Re:What is it again? (Score:5, Insightful)
Ah, finally we can have one port to rule them all! It's about time.
I think this [xkcd.com] is appropriate.
Those newer things need power right? (Score:3, Insightful)
So by taking the stuff out of the computer, and putting it into other "stuff", we are going to create an explosion of soul-sucking, space-sucking, power-sucking transformers and cheap little crappy enclosures for externalized ports.
That is until some vendor says: "Hey, let me put all those external ports you need into one box for you!"
And then the next vendor says: "Hey, let me put those ports in the monitor for you"
And then the next vendor says: "Hey, my monitor and computer are the same box, so lets put it all back inside"
At that point we will be right back where we started, but will have spent tons of money we didnt need to spend.
And what happened to DisplayPort. Thats gotta be the shortest obsolescence cycle on record.
Re:So three monitors and ninety-seven hard drives? (Score:5, Insightful)
Because Firewire was a data-only thing, the probability that a given device would daisy-chain was actually pretty decent in the real world, and you could put the non-cooperative freak on the end of the chain. Thunderbolt more analogous to a port that sneaks firewire into your VGA-out(albeit in a way that makes splitting much more complex than a simple mechanical pinout adapter, is my understanding).

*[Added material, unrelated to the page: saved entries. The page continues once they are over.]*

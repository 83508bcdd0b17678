//! Local notify actions.

use crate::provider::{NotifyAction, NotifyError};
use std::sync::{Mutex, PoisonError};

/// Prints notifications to stdout.
#[derive(Debug, Default)]
pub struct StdoutNotifyAction;

impl NotifyAction for StdoutNotifyAction {
    fn post(&self, message: &str, post_count: usize) -> Result<(), NotifyError> {
        println!("[notify] ({post_count} posts) {message}");
        Ok(())
    }
}

/// Keeps every notification in memory instead of sending it.
#[derive(Debug, Default)]
pub struct RecordingNotifyAction {
    sent: Mutex<Vec<(String, usize)>>,
}

impl RecordingNotifyAction {
    pub fn new() -> Self {
        Self::default()
    }

    /// Messages recorded so far, oldest first.
    pub fn messages(&self) -> Vec<(String, usize)> {
        self.sent
            .lock()
            .unwrap_or_else(PoisonError::into_inner)
            .clone()
    }
}

impl NotifyAction for RecordingNotifyAction {
    fn post(&self, message: &str, post_count: usize) -> Result<(), NotifyError> {
        self.sent
            .lock()
            .unwrap_or_else(PoisonError::into_inner)
            .push((message.to_string(), post_count));
        Ok(())
    }
}
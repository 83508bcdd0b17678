//! Core functionality for the update limit notifier.
//!
//! This module contains:
//! - Section constants and the section value
//! - The one-shot section finder run at bootstrap
//! - The live tracker that counts posts and detects rollovers

pub mod finder;
pub mod section;
pub mod tracker;

// Re-export commonly used types
pub use finder::{find_section, SectionEstimate, SectionFinder};
pub use section::{section_gap, Section, FALLBACK_RANK, FETCH_COUNT, SECTION_GAP_HOURS};
pub use tracker::{NotifyTrigger, PostOutcome, RejectReason, SectionTracker};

Because there are loads of video-only devices in the world, the vast majority don't daisy-chain because video devices aren't expected to.
This is the trouble for Thunderbolt: As with classy firewire devices, most of the "thunderbolt peripherals" daisy-chain just fine. However, your Thunderbolt port is also your only video-out port, and something north of 99% of monitors, TVs, projectors, etc. have never heard of this 'daisy-chain' business.
Re:Wow, Slashdotters have gotten stupid (Score:5, Insightful)
You left out "insanely expensive active cabling, safely locked up under patent for its entire realistic lifetime".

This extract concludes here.